[Stored data]
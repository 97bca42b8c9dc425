//! Record types for one seeding run
//!
//! A batch moves through three shapes: [`CandidateRecord`] (generated or
//! loaded, not yet submitted), [`SeededRecord`] (one per submission
//! attempt), and [`TemporalAssignment`] (the synthetic dates written back
//! for each record the remote system accepted).

use chrono::{Duration, NaiveDateTime};
use demoseed_common::datafile::RawRecord;
use serde::{Deserialize, Serialize};
use serde_json::Value;

/// A generated or loaded record not yet submitted to the remote system.
///
/// The payload is an untyped field map; only `name` has meaning to the
/// pipeline itself (deduplication key, reference-date lookup key).
#[derive(Debug, Clone, Serialize, Deserialize)]
#[serde(transparent)]
pub struct CandidateRecord(RawRecord);

impl CandidateRecord {
    pub fn new(fields: RawRecord) -> Self {
        CandidateRecord(fields)
    }

    /// Trimmed, non-empty name, when the record carries one.
    pub fn name(&self) -> Option<&str> {
        match self.0.get("name") {
            Some(Value::String(s)) => {
                let trimmed = s.trim();
                (!trimmed.is_empty()).then_some(trimmed)
            }
            _ => None,
        }
    }

    pub fn get(&self, field: &str) -> Option<&Value> {
        self.0.get(field)
    }

    pub fn get_str(&self, field: &str) -> Option<&str> {
        self.0.get(field).and_then(Value::as_str)
    }

    pub fn fields(&self) -> &RawRecord {
        &self.0
    }

    pub fn into_fields(self) -> RawRecord {
        self.0
    }
}

impl From<RawRecord> for CandidateRecord {
    fn from(fields: RawRecord) -> Self {
        CandidateRecord(fields)
    }
}

/// Outcome of a remote submission attempt
#[derive(Debug, Clone, Copy, PartialEq, Eq, Serialize, Deserialize)]
#[serde(rename_all = "lowercase")]
pub enum SeedStatus {
    Succeeded,
    Failed,
}

/// One record after its submission attempt.
///
/// `entity_id` is None either because the submission failed or because the
/// response carried no extractable identifier; in both cases the record is
/// excluded from backfill.
#[derive(Debug, Clone)]
pub struct SeededRecord {
    pub original: CandidateRecord,
    pub entity_id: Option<i64>,
    pub status: SeedStatus,
}

impl SeededRecord {
    pub fn succeeded(&self) -> bool {
        self.status == SeedStatus::Succeeded
    }
}

/// Synthetic dates for one seeded record, consumed by a single bulk
/// datastore update and never mutated afterward.
#[derive(Debug, Clone, Copy, PartialEq, Eq)]
pub struct TemporalAssignment {
    pub entity_id: i64,
    pub created_at: NaiveDateTime,
    pub modified_at: NaiveDateTime,
}

/// The historical range synthetic creation dates are distributed across.
#[derive(Debug, Clone, Copy)]
pub struct HistoricalWindow {
    /// Clock of the run; every assignment stays at or before this.
    pub now: NaiveDateTime,
    pub lookback_days: i64,
}

impl HistoricalWindow {
    pub fn new(now: NaiveDateTime, lookback_days: i64) -> Self {
        HistoricalWindow {
            now,
            lookback_days: lookback_days.max(1),
        }
    }

    pub fn min_date(&self) -> NaiveDateTime {
        self.now - Duration::days(self.lookback_days)
    }
}

/// Per-kind totals reported once at the end of a run
#[derive(Debug, Clone, Default)]
pub struct RunSummary {
    pub kind: String,
    pub attempted: usize,
    pub succeeded: usize,
    pub failed: usize,
}

#[cfg(test)]
mod tests {
    use super::*;
    use serde_json::json;

    fn record(value: serde_json::Value) -> CandidateRecord {
        match value {
            Value::Object(map) => CandidateRecord::new(map),
            _ => panic!("expected object"),
        }
    }

    #[test]
    fn name_is_trimmed() {
        let rec = record(json!({ "name": "  Acme Corp  " }));
        assert_eq!(rec.name(), Some("Acme Corp"));
    }

    #[test]
    fn blank_or_missing_name_is_none() {
        assert_eq!(record(json!({ "name": "   " })).name(), None);
        assert_eq!(record(json!({ "label": "x" })).name(), None);
        assert_eq!(record(json!({ "name": 42 })).name(), None);
    }

    #[test]
    fn window_min_date_spans_lookback() {
        let now = NaiveDateTime::parse_from_str("2025-06-16 12:00:00", "%Y-%m-%d %H:%M:%S")
            .expect("valid datetime");
        let window = HistoricalWindow::new(now, 30);
        assert_eq!(window.min_date(), now - Duration::days(30));
    }
}
//! demoseed seeding pipeline
//!
//! Library interface for the `demoseed` binary, exposed for integration
//! testing. The pipeline: generated (or loaded) records are deduplicated,
//! submitted through the target application's form interface, and the
//! fields the forms cannot set (creation/modification timestamps and
//! ownership) are backfilled by direct datastore mutation.

pub mod db;
pub mod generate;
pub mod models;
pub mod services;
pub mod utils;

use demoseed_common::config::Settings;
use demoseed_common::Result;
use services::app_client::AppClient;
use sqlx::MySqlPool;
use tracing::info;

/// Everything a seeding run reaches the network or storage through:
/// one datastore pool and one authenticated application session, built at
/// run start and torn down on every exit path.
pub struct SeedContext {
    pub settings: Settings,
    pub db: MySqlPool,
    pub app: AppClient,
}

impl SeedContext {
    /// Connect the datastore and authenticate the application session.
    /// Either failing aborts the run; nothing downstream can proceed.
    pub async fn initialize(settings: Settings) -> Result<Self> {
        let db = demoseed_common::db::connect(&settings.database_url).await?;
        let app = AppClient::new(&settings)?;
        if let Err(err) = app.login().await {
            demoseed_common::db::close(&db).await;
            return Err(err);
        }
        Ok(SeedContext { settings, db, app })
    }

    pub async fn shutdown(self) {
        demoseed_common::db::close(&self.db).await;
        info!("Run context released");
    }
}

Aim of the exercise: Copy out each line in the preceding records that contains "Option".

Exercise solution:
    pub fn name(&self) -> Option<&str> {
    pub fn get(&self, field: &str) -> Option<&Value> {
    pub fn get_str(&self, field: &str) -> Option<&str> {
    pub entity_id: Option<i64>,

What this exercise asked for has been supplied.